Start by determining which tickets are completely invalid; these are tickets that contain values which aren't valid for any field. Ignore your ticket for now.

For example, suppose you have the following notes:

class: 1-3 or 5-7
row: 6-11 or 33-44
seat: 13-40 or 45-50

your ticket:
7,1,14

nearby tickets:
7,3,47
40,4,50
55,2,20
38,6,12

It doesn't matter which position corresponds to which field; you can identify invalid nearby tickets by considering only whether tickets contain values that are not valid for any field. In this example, the values on the first nearby ticket are all valid for at least one field. This is not true of the other three nearby tickets: the values 4, 55, and 12 are are not valid for any field. Adding together all of the invalid values produces your ticket scanning error rate: 4 + 55 + 12 = 71.

Consider the validity of the nearby tickets you scanned.
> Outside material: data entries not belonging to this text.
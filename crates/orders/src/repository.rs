//! Order persistence.

use std::collections::HashMap;
use std::sync::Arc;

use async_trait::async_trait;
use chrono::Utc;
use common::{OrderId, UserId};
use tokio::sync::RwLock;

use crate::{Order, OrderError, OrderStatus, OrderStatusLog, Result};

/// Storage for orders, their items and status history.
///
/// Each write lands together with its status log row or not at all.
#[async_trait]
pub trait OrderRepository: Send + Sync {
    /// Inserts an order with its items and initial status log row.
    async fn insert(&self, order: &Order, log: &OrderStatusLog) -> Result<()>;

    async fn get(&self, id: OrderId) -> Result<Option<Order>>;

    /// Orders placed by a user, newest first.
    async fn list_by_user(&self, user_id: UserId) -> Result<Vec<Order>>;

    /// Moves an order to `log.status` if it is still in `expected`, appending
    /// the log row. Returns the updated order.
    async fn update_status(
        &self,
        id: OrderId,
        expected: OrderStatus,
        log: &OrderStatusLog,
    ) -> Result<Order>;

    /// Status log rows of an order, oldest first.
    async fn status_history(&self, id: OrderId) -> Result<Vec<OrderStatusLog>>;
}

#[derive(Default)]
struct InMemoryOrders {
    orders: HashMap<OrderId, Order>,
    logs: Vec<OrderStatusLog>,
}

/// In-memory order repository for development and testing.
#[derive(Clone, Default)]
pub struct InMemoryOrderRepository {
    state: Arc<RwLock<InMemoryOrders>>,
}

impl InMemoryOrderRepository {
    pub fn new() -> Self {
        Self::default()
    }

    /// Returns the total number of status log rows stored.
    pub async fn log_count(&self) -> usize {
        self.state.read().await.logs.len()
    }
}

#[async_trait]
impl OrderRepository for InMemoryOrderRepository {
    async fn insert(&self, order: &Order, log: &OrderStatusLog) -> Result<()> {
        let mut state = self.state.write().await;
        if state.orders.contains_key(&order.id)
            || state
                .orders
                .values()
                .any(|o| o.order_number == order.order_number)
        {
            return Err(OrderError::Validation(format!(
                "order {} already exists",
                order.order_number
            )));
        }
        state.orders.insert(order.id, order.clone());
        state.logs.push(log.clone());
        Ok(())
    }

    async fn get(&self, id: OrderId) -> Result<Option<Order>> {
        Ok(self.state.read().await.orders.get(&id).cloned())
    }

    async fn list_by_user(&self, user_id: UserId) -> Result<Vec<Order>> {
        let state = self.state.read().await;
        let mut orders: Vec<Order> = state
            .orders
            .values()
            .filter(|o| o.user_id == user_id)
            .cloned()
            .collect();
        orders.sort_by(|a, b| b.created_at.cmp(&a.created_at));
        Ok(orders)
    }

    async fn update_status(
        &self,
        id: OrderId,
        expected: OrderStatus,
        log: &OrderStatusLog,
    ) -> Result<Order> {
        let mut state = self.state.write().await;
        let order = state.orders.get_mut(&id).ok_or(OrderError::NotFound(id))?;
        if order.status != expected {
            return Err(OrderError::Conflict {
                order_id: id,
                expected,
            });
        }

        order.status = log.status;
        order.updated_at = Utc::now();
        let updated = order.clone();
        state.logs.push(log.clone());
        Ok(updated)
    }

    async fn status_history(&self, id: OrderId) -> Result<Vec<OrderStatusLog>> {
        let state = self.state.read().await;
        if !state.orders.contains_key(&id) {
            return Err(OrderError::NotFound(id));
        }
        Ok(state
            .logs
            .iter()
            .filter(|log| log.order_id == id)
            .cloned()
            .collect())
    }
}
What is your ticket scanning error rate?

In [1]:
data_input = open('input/day 16.txt').read().splitlines()

first_break = data_input.index('')
second_break = data_input.index('', first_break + 1)

rules = data_input[:first_break]
my_ticket = data_input[first_break + 2]
tickets = data_input[second_break + 2:]

In [2]:
rules

['departure location: 29-917 or 943-952',
 'departure station: 50-875 or 884-954',
 'departure platform: 41-493 or 503-949',
 'departure track: 50-867 or 875-966',
 'departure date: 30-655 or 679-956',
 'departure time: 46-147 or 153-958',
 'arrival location: 50-329 or 344-968',
 'arrival station: 42-614 or 623-949',
 'arrival platform: 35-849 or 860-973',
 'arrival track: 42-202 or 214-959',
 'class: 38-317 or 329-968',
 'duration: 44-530 or 539-953',
 'price: 28-713 or 727-957',
 'route: 30-157 or 179-966',
 'row: 38-114 or 136-969',
 'seat: 45-441 or 465-956',
 'train: 44-799 or 824-951',
 'type: 41-411 or 437-953',
 'wagon: 39-79 or 86-969',
 'zone: 48-306 or 317-974']

In [3]:
# collect all ticket numbers

import re

ticket_numbers = set()
extract_ranges = re.compile(r': (\d*\-\d*) or (\d*\-\d*)').findall
for rule in rules:
    # print(groups)
    for group in extract_ranges(rule)[0]:
        lower, higher = group.split('-')
        ticket_numbers = ticket_numbers.union(range(int(lower), int(higher) + 1))

In [4]:
# count invalid tickets

all_tickets = [int(x) for x in ','.join(tickets).split(',')]
error_rate = sum(t for t in all_tickets if t not in ticket_numbers)
error_rate

23925

## Part 2

Now that you've identified which tickets contain invalid values, discard those tickets entirely. Use the remaining valid tickets to determine which field is which.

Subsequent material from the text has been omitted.